The expected output is each line in the data below that includes the string "admitted".

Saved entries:
***
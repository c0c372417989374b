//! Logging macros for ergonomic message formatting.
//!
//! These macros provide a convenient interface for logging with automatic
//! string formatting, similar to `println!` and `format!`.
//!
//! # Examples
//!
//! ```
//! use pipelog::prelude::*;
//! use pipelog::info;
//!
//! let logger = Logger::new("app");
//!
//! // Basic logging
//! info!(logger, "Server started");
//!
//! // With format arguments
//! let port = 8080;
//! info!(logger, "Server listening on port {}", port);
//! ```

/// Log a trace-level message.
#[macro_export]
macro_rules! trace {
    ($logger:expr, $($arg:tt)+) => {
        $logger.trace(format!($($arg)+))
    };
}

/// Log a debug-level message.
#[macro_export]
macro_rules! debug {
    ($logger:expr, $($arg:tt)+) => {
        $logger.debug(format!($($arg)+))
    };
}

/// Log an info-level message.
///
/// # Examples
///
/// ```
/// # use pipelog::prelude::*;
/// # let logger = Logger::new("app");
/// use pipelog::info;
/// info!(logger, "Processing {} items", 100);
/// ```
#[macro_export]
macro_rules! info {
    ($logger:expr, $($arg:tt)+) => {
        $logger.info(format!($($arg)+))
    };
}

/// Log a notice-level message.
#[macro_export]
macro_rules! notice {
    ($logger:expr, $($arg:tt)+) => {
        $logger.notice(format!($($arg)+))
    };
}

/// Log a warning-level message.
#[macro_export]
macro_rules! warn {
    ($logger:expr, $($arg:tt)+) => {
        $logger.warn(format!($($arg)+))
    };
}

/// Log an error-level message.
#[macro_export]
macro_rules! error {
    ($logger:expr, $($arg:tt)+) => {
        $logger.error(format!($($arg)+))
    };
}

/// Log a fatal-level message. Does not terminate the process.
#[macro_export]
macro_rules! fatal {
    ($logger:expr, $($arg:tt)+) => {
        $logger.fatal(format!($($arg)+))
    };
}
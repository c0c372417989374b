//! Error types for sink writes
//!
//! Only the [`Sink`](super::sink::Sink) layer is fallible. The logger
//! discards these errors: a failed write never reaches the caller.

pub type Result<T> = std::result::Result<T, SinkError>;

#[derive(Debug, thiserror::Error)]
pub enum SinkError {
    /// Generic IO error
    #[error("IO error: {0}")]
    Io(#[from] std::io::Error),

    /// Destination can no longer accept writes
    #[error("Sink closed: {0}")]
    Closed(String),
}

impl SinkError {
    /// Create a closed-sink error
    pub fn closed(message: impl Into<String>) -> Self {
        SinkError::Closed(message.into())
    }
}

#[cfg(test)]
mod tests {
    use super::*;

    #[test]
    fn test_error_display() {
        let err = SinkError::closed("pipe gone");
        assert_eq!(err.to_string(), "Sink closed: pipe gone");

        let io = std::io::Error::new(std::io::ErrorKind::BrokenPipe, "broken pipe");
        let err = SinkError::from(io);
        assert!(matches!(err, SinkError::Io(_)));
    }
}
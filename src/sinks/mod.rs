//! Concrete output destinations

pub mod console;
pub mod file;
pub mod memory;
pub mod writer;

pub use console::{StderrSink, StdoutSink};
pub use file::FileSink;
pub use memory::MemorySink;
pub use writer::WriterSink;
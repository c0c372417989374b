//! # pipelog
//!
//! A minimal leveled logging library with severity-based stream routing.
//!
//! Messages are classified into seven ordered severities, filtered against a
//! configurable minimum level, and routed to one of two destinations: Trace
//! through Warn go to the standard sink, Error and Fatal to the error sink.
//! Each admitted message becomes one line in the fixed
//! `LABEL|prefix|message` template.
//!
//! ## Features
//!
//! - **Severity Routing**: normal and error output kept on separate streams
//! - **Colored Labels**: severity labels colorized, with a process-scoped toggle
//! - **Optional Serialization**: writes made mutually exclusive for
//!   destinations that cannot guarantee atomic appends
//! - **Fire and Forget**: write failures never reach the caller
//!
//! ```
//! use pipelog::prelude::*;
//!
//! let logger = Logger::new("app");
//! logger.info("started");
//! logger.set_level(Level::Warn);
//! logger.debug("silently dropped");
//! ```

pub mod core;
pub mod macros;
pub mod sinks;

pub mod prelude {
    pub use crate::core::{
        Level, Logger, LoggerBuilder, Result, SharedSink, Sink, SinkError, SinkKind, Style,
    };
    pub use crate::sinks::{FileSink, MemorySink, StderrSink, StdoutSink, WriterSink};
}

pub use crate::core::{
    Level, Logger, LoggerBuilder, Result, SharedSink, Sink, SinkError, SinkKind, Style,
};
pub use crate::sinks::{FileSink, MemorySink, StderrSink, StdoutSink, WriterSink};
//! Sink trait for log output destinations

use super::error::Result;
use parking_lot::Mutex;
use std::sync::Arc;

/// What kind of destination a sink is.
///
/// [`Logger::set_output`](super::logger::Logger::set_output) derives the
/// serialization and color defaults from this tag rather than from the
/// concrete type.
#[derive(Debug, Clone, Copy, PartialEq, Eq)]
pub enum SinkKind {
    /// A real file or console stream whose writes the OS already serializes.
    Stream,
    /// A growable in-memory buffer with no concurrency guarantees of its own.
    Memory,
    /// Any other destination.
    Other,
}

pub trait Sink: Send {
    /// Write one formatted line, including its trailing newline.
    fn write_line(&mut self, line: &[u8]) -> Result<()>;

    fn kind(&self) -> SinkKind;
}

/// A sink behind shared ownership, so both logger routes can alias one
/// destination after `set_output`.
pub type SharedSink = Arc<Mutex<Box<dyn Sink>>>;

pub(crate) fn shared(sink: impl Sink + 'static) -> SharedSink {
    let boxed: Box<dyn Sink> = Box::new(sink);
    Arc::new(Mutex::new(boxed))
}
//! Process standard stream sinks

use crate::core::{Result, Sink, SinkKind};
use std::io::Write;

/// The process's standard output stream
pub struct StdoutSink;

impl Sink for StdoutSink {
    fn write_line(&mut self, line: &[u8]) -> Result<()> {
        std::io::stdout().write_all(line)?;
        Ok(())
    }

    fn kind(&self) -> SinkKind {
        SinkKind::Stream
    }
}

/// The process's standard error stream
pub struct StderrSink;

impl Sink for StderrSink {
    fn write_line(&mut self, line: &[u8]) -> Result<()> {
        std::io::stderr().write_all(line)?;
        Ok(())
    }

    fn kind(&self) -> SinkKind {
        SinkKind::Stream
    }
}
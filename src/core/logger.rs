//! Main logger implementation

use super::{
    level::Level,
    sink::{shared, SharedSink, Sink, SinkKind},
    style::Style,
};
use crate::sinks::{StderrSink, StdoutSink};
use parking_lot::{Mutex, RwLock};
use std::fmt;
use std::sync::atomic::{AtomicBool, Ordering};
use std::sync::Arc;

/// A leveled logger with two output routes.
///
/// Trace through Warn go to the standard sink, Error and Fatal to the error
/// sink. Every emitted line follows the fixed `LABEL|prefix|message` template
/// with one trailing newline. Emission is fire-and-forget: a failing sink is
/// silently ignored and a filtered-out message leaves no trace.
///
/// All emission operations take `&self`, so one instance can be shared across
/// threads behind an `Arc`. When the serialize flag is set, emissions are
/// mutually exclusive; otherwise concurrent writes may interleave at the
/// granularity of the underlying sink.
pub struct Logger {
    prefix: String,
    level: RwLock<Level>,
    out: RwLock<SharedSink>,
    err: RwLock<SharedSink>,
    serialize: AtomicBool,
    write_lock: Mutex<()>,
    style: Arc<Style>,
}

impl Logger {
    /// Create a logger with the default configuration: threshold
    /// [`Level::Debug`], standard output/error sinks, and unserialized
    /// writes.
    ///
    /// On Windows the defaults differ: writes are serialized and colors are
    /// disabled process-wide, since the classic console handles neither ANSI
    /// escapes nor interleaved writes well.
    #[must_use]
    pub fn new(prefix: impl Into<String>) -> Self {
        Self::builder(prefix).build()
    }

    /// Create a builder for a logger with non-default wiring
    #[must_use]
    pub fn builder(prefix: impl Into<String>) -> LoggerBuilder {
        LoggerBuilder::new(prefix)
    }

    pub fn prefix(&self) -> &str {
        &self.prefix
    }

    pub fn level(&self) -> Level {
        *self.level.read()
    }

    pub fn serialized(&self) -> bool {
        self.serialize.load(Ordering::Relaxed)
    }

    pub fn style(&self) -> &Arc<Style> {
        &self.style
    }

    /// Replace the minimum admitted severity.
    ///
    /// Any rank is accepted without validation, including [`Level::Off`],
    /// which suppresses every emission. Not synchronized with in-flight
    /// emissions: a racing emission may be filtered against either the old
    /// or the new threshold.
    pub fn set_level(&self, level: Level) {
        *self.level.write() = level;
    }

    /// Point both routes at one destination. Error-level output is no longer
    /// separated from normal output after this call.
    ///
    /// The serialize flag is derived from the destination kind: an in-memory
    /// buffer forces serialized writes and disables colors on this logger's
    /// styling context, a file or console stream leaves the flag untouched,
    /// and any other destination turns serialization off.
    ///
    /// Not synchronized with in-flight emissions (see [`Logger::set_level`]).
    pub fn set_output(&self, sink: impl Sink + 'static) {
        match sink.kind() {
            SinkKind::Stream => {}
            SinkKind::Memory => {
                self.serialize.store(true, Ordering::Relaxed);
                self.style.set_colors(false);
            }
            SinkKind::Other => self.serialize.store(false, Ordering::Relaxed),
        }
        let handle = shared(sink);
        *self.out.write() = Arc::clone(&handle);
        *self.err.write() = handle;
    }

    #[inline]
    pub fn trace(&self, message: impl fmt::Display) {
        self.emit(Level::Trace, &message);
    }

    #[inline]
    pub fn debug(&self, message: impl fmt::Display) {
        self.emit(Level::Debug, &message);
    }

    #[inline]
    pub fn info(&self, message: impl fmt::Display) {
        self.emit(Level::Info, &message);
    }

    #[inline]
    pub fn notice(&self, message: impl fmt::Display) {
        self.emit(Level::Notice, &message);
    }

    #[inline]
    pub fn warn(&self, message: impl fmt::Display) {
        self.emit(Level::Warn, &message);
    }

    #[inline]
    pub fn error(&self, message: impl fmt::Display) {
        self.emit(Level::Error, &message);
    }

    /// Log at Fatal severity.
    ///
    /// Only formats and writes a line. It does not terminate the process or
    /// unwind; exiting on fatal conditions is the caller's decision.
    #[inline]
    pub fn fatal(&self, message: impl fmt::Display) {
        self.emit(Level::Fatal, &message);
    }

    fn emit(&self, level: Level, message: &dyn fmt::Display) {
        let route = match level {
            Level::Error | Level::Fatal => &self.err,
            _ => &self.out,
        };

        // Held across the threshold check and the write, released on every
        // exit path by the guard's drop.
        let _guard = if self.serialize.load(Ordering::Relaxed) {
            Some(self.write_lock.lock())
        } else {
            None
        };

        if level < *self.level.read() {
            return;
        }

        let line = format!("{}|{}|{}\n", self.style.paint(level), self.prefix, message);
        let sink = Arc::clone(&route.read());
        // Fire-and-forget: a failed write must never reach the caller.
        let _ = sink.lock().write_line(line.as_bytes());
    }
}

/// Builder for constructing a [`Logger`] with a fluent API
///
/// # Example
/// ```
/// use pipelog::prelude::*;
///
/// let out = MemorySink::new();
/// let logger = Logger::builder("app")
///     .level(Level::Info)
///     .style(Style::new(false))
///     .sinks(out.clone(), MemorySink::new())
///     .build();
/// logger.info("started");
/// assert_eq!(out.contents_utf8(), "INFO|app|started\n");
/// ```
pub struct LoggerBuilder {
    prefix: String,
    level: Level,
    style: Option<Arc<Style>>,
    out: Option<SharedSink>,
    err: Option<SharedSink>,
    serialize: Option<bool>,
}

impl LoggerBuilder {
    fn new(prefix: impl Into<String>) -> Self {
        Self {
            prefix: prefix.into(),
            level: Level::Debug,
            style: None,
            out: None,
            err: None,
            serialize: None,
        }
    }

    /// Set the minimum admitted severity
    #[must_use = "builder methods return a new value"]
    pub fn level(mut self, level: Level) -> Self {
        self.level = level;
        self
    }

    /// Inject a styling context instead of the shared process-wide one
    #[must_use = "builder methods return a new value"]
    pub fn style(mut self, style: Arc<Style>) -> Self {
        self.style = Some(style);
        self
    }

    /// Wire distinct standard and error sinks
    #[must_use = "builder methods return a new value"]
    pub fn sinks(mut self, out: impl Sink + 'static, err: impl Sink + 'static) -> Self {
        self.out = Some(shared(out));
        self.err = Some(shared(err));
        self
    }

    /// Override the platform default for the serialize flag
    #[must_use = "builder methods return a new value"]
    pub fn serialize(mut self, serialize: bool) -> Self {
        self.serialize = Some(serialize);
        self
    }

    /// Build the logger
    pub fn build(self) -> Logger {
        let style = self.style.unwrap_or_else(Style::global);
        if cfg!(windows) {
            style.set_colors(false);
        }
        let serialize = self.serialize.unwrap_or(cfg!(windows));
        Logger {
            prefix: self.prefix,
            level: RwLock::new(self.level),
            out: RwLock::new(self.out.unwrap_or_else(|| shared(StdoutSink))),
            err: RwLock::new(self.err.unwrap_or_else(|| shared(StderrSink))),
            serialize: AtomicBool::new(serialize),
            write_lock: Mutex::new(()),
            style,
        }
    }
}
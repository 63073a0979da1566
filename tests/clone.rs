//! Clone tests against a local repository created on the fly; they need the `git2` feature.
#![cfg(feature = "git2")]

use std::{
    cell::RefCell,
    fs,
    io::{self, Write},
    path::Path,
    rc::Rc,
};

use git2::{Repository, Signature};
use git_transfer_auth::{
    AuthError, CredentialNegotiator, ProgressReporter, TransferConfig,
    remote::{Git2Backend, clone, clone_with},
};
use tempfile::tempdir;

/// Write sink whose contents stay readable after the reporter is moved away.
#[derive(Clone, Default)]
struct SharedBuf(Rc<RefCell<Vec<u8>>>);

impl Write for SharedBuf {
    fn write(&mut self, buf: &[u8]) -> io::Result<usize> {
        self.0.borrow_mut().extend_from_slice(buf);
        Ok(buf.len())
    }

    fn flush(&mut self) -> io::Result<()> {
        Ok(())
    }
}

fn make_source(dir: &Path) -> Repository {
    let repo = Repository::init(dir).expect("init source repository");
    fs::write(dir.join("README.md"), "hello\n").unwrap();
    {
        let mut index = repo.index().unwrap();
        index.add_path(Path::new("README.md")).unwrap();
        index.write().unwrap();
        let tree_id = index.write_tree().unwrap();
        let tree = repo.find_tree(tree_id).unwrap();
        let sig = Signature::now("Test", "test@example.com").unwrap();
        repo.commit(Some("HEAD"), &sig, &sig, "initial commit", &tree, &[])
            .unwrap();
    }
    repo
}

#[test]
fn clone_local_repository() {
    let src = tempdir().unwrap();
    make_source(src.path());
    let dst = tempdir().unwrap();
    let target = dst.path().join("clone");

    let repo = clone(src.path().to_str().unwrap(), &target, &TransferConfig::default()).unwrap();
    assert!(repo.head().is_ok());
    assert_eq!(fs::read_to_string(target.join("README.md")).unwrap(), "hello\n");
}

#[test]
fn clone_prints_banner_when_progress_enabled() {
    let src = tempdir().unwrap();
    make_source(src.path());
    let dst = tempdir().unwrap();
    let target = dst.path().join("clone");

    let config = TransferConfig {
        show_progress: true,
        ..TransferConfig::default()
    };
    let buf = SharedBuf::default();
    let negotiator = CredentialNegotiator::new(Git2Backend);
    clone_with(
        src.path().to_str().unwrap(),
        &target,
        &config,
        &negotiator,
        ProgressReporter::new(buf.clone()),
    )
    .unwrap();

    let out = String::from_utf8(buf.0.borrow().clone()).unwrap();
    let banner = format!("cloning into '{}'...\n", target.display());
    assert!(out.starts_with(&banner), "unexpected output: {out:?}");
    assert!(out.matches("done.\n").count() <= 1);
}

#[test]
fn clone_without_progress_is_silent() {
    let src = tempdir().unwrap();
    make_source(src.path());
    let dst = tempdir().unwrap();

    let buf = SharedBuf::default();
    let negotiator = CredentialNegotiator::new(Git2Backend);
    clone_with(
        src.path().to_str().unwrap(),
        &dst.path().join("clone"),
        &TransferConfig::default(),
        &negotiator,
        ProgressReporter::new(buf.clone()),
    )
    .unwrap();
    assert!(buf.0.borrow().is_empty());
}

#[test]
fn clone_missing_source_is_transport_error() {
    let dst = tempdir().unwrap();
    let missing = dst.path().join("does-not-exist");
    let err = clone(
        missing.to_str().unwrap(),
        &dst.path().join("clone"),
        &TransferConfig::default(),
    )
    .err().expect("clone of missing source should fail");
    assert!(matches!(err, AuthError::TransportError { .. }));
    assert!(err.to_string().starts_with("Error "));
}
***
Exercise result:
//! Each admitted message becomes one line in the fixed
    /// Replace the minimum admitted severity.
    /// Set the minimum admitted severity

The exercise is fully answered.